Saved entries

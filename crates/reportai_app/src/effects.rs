use log::{info, warn};
use reportai_client::{ApiSettings, ClientEvent, ClientHandle};
use reportai_core::{Effect, Msg};

/// Bridges core effects to the HTTP client and client events back to core
/// messages. Structured failure causes stop here, on the log; the core
/// only learns that the cycle failed.
pub struct EffectRunner {
    client: ClientHandle,
}

impl EffectRunner {
    pub fn new() -> Self {
        Self {
            client: ClientHandle::new(ApiSettings::from_env()),
        }
    }

    pub fn run(&self, effects: Vec<Effect>) {
        for effect in effects {
            match effect {
                Effect::SubmitAnalysis { url, analysis_type } => {
                    info!(
                        "submit analysis url_len={} category={:?}",
                        url.len(),
                        analysis_type
                    );
                    self.client.submit(url, analysis_type);
                }
            }
        }
    }

    pub fn poll(&self) -> Vec<Msg> {
        let mut msgs = Vec::new();
        while let Some(event) = self.client.try_recv() {
            msgs.push(match event {
                ClientEvent::ReportReady { html, preview } => {
                    info!("report ready ({} bytes)", html.len());
                    Msg::ReportReady { html, preview }
                }
                ClientEvent::ReportUnavailable => {
                    warn!("analysis finished without a report path; nothing to display");
                    Msg::ReportUnavailable
                }
                ClientEvent::Failed { error } => {
                    warn!("request cycle failed: {error}");
                    Msg::RequestFailed
                }
            });
        }
        msgs
    }
}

## What to produce
Whenever a line of the data includes "EffectRunner", copy that line.

## Exercise answer
pub struct EffectRunner {
impl EffectRunner {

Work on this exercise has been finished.